TRIALS OF THE STATE
LAW AND THE DECLINE OF POLITICS
‘Lord Sumption, who retired as a Supreme Court judge last year, [was] asked to give the 2019 Reith lectures, which are now published as Trials of
the State,’ explained Thomas Grant in the Times.
‘Sumption’s thesis may be summarised as: judges should apply the law as it is, rather than decide what it should be, because if they do the latter they are stepping outside their constitutional role. However, there has in recent decades been an unwelcome tendency towards judicial activism... Judges have assumed a quasi-legislative role and are making decisions that are the proper business of political debate.
‘But the notion judges should apply, not make, law is at odds with the fact that one of Britain’s greatest gifts to the world – the common law – is a purely judge-made construct.’

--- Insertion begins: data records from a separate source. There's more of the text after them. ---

// Session state replication: leader-authored, versioned, wholesale.
//
// Every participant holds one `SessionStateReplicator`. The current leader
// calls `replicate` to publish a new `GameState`; everyone else feeds incoming
// `GameStateSync` bodies to `apply`. A sync is accepted only when its
// `authoritative_peer_id` is the locally recognized leader and its version is
// strictly greater than the local one. Accepted syncs replace the local state
// in full; there is no field-level merge.
//
// Versions are one global counter for the whole session. When leadership
// moves, the coordinator announces the latest version it has relayed and
// every replicator raises its floor to it (`recognize_leader`), so the new
// leader's first sync is numbered above anything the old leader sent and
// followers keep seeing strictly increasing versions across epochs.
//
// The coordinator runs a replicator too, with `PeerId::SESSION` as its local
// id. It never replicates; it applies the leader's syncs to validate them
// before relaying, and keeps the result for host saves.

use wayfarer_protocol::{GameState, Message, PeerId, SyncVersion};

use crate::error::ReplicationError;

/// Local copy of the shared state.
#[derive(Clone, Debug, Default, PartialEq)]
pub struct SyncState {
    pub version: SyncVersion,
    /// Leader that authored `state`; `None` before the first sync.
    pub authoritative_peer_id: Option<PeerId>,
    pub state: GameState,
}

pub struct SessionStateReplicator {
    local_id: PeerId,
    leader: Option<PeerId>,
    current: SyncState,
}

impl SessionStateReplicator {
    pub fn new(local_id: PeerId) -> Self {
        Self {
            local_id,
            leader: None,
            current: SyncState::default(),
        }
    }

    pub fn leader(&self) -> Option<PeerId> {
        self.leader
    }

    pub fn is_leader(&self) -> bool {
        self.leader == Some(self.local_id)
    }

    pub fn version(&self) -> SyncVersion {
        self.current.version
    }

    pub fn current(&self) -> &SyncState {
        &self.current
    }

    pub fn state(&self) -> &GameState {
        &self.current.state
    }

    /// Adopt a new leader. `baseline` is the latest version the session has
    /// seen; the local counter never drops below it.
    ///
    /// A peer that loses leadership may hold a version of its own the
    /// session never accepted (published while the change was in flight).
    /// That version is rolled back to `baseline` and the state marked as
    /// unauthored, so the new leader's first sync is not mistaken for stale.
    pub fn recognize_leader(&mut self, leader: Option<PeerId>, baseline: SyncVersion) {
        let demoted = self.is_leader() && leader != Some(self.local_id);
        self.leader = leader;
        if demoted && self.current.version > baseline {
            log::debug!(
                "dropping unaccepted local version {} for baseline {}",
                self.current.version.0,
                baseline.0
            );
            self.current.version = baseline;
            self.current.authoritative_peer_id = None;
        }
        if baseline > self.current.version {
            self.current.version = baseline;
        }
    }

    /// Leader only: take `state` as the new shared state and return the
    /// `GameStateSync` body to broadcast.
    pub fn replicate(&mut self, state: GameState) -> Result<Message, ReplicationError> {
        if !self.is_leader() {
            return Err(ReplicationError::NotLeader);
        }
        let version = self.current.version.next();
        self.current = SyncState {
            version,
            authoritative_peer_id: Some(self.local_id),
            state: state.clone(),
        };
        Ok(Message::GameStateSync {
            sync_version: version,
            authoritative_peer_id: self.local_id,
            state,
        })
    }

    /// Follower side. On success the local state is replaced and the new
    /// version returned; otherwise nothing changes.
    pub fn apply(
        &mut self,
        sync_version: SyncVersion,
        authority: PeerId,
        state: GameState,
    ) -> Result<SyncVersion, ReplicationError> {
        if self.leader != Some(authority) || sync_version <= self.current.version {
            return Err(ReplicationError::StaleSyncIgnored {
                received: sync_version,
                local: self.current.version,
                authority,
                leader: self.leader,
            });
        }
        self.current = SyncState {
            version: sync_version,
            authoritative_peer_id: Some(authority),
            state,
        };
        Ok(sync_version)
    }
}

#[cfg(test)]
mod tests {
    use super::*;

    fn state(world: &str) -> GameState {
        GameState {
            world: world.into(),
            ..GameState::default()
        }
    }

    #[test]
    fn only_leader_replicates() {
        let me = PeerId::generate();
        let mut rep = SessionStateReplicator::new(me);
        assert_eq!(
            rep.replicate(state("x")),
            Err(ReplicationError::NotLeader)
        );
        rep.recognize_leader(Some(me), SyncVersion(0));
        match rep.replicate(state("x")).unwrap() {
            Message::GameStateSync {
                sync_version,
                authoritative_peer_id,
                ..
            } => {
                assert_eq!(sync_version, SyncVersion(1));
                assert_eq!(authoritative_peer_id, me);
            }
            other => panic!("expected GameStateSync, got {other:?}"),
        }
        assert_eq!(rep.version(), SyncVersion(1));
        assert_eq!(rep.state().world, "x");
    }

    #[test]
    fn follower_accepts_increasing_versions_from_leader() {
        let leader = PeerId::generate();
        let mut rep = SessionStateReplicator::new(PeerId::generate());
        rep.recognize_leader(Some(leader), SyncVersion(0));

        assert_eq!(
            rep.apply(SyncVersion(1), leader, state("a")),
            Ok(SyncVersion(1))
        );
        assert_eq!(
            rep.apply(SyncVersion(3), leader, state("b")),
            Ok(SyncVersion(3))
        );
        assert!(rep.apply(SyncVersion(3), leader, state("c")).is_err());
        assert!(rep.apply(SyncVersion(2), leader, state("c")).is_err());
        assert_eq!(rep.state().world, "b");
        assert_eq!(rep.current().authoritative_peer_id, Some(leader));
    }

    #[test]
    fn sync_from_wrong_authority_is_dropped() {
        let (x, y) = (PeerId::generate(), PeerId::generate());
        let mut rep = SessionStateReplicator::new(PeerId::generate());
        rep.recognize_leader(Some(y), SyncVersion(0));
        rep.apply(SyncVersion(1), y, state("ours")).unwrap();

        let err = rep.apply(SyncVersion(50), x, state("theirs")).unwrap_err();
        assert_eq!(
            err,
            ReplicationError::StaleSyncIgnored {
                received: SyncVersion(50),
                local: SyncVersion(1),
                authority: x,
                leader: Some(y),
            }
        );
        assert_eq!(rep.version(), SyncVersion(1));
        assert_eq!(rep.state().world, "ours");
    }

    #[test]
    fn new_leader_resumes_above_baseline() {
        let (old, me) = (PeerId::generate(), PeerId::generate());
        let mut rep = SessionStateReplicator::new(me);
        rep.recognize_leader(Some(old), SyncVersion(0));
        rep.apply(SyncVersion(4), old, state("old")).unwrap();

        // We missed version 7 but the coordinator relayed it.
        rep.recognize_leader(Some(me), SyncVersion(7));
        match rep.replicate(state("new")).unwrap() {
            Message::GameStateSync { sync_version, .. } => assert_eq!(sync_version, SyncVersion(8)),
            other => panic!("expected GameStateSync, got {other:?}"),
        }
    }

    #[test]
    fn baseline_never_lowers_the_counter() {
        let leader = PeerId::generate();
        let mut rep = SessionStateReplicator::new(PeerId::generate());
        rep.recognize_leader(Some(leader), SyncVersion(0));
        rep.apply(SyncVersion(9), leader, state("a")).unwrap();
        rep.recognize_leader(Some(leader), SyncVersion(2));
        assert_eq!(rep.version(), SyncVersion(9));
    }

    #[test]
    fn demoted_leader_drops_its_unaccepted_version() {
        let (h, p) = (PeerId::generate(), PeerId::generate());
        let mut old = SessionStateReplicator::new(h);
        let mut new = SessionStateReplicator::new(p);
        let mut coordinator = SessionStateReplicator::new(PeerId::SESSION);
        for rep in [&mut old, &mut new, &mut coordinator] {
            rep.recognize_leader(Some(h), SyncVersion(0));
        }

        let v1 = SyncVersion(1);
        old.replicate(state("shared")).unwrap();
        coordinator.apply(v1, h, state("shared")).unwrap();
        new.apply(v1, h, state("shared")).unwrap();

        // Published while the vote moved leadership; never relayed.
        old.replicate(state("h-only")).unwrap();
        assert_eq!(old.version(), SyncVersion(2));

        let baseline = coordinator.version();
        for rep in [&mut old, &mut new, &mut coordinator] {
            rep.recognize_leader(Some(p), baseline);
        }
        assert_eq!(old.version(), SyncVersion(1));
        assert_eq!(old.current().authoritative_peer_id, None);

        let (version, world) = match new.replicate(state("p-first")).unwrap() {
            Message::GameStateSync {
                sync_version,
                state,
                ..
            } => (sync_version, state),
            other => panic!("expected GameStateSync, got {other:?}"),
        };
        assert_eq!(
            coordinator.apply(version, p, world.clone()),
            Ok(SyncVersion(2))
        );
        assert_eq!(old.apply(version, p, world), Ok(SyncVersion(2)));
        assert_eq!(old.state().world, "p-first");
    }

    #[test]
    fn leader_kept_after_rejected_vote_keeps_its_version() {
        let me = PeerId::generate();
        let mut rep = SessionStateReplicator::new(me);
        rep.recognize_leader(Some(me), SyncVersion(0));
        rep.replicate(state("a")).unwrap();
        rep.replicate(state("b")).unwrap();

        // The result was announced before our second sync reached the
        // coordinator; it is still in flight and will be accepted.
        rep.recognize_leader(Some(me), SyncVersion(1));
        assert_eq!(rep.version(), SyncVersion(2));
        assert_eq!(rep.current().authoritative_peer_id, Some(me));
    }
}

Stephen Sedley, a former judge of the Court of Appeal, wrote in the
London Review of Books: ‘The irony is that while [Sumption] was writing... such parliamentary democracy as we had fell apart. The government repeatedly suffered defeat without resigning. A prime minister who had at least fought and almost won an election was replaced by a political mountebank picked by a portion of the membership of a single party, a process about which Sumption does not conceal his dismay.’
And Sedley felt: ‘His characterisation of the UK constitution as “essentially a political and not a legal constitution” is an endeavour to draw a boundary where there is none.’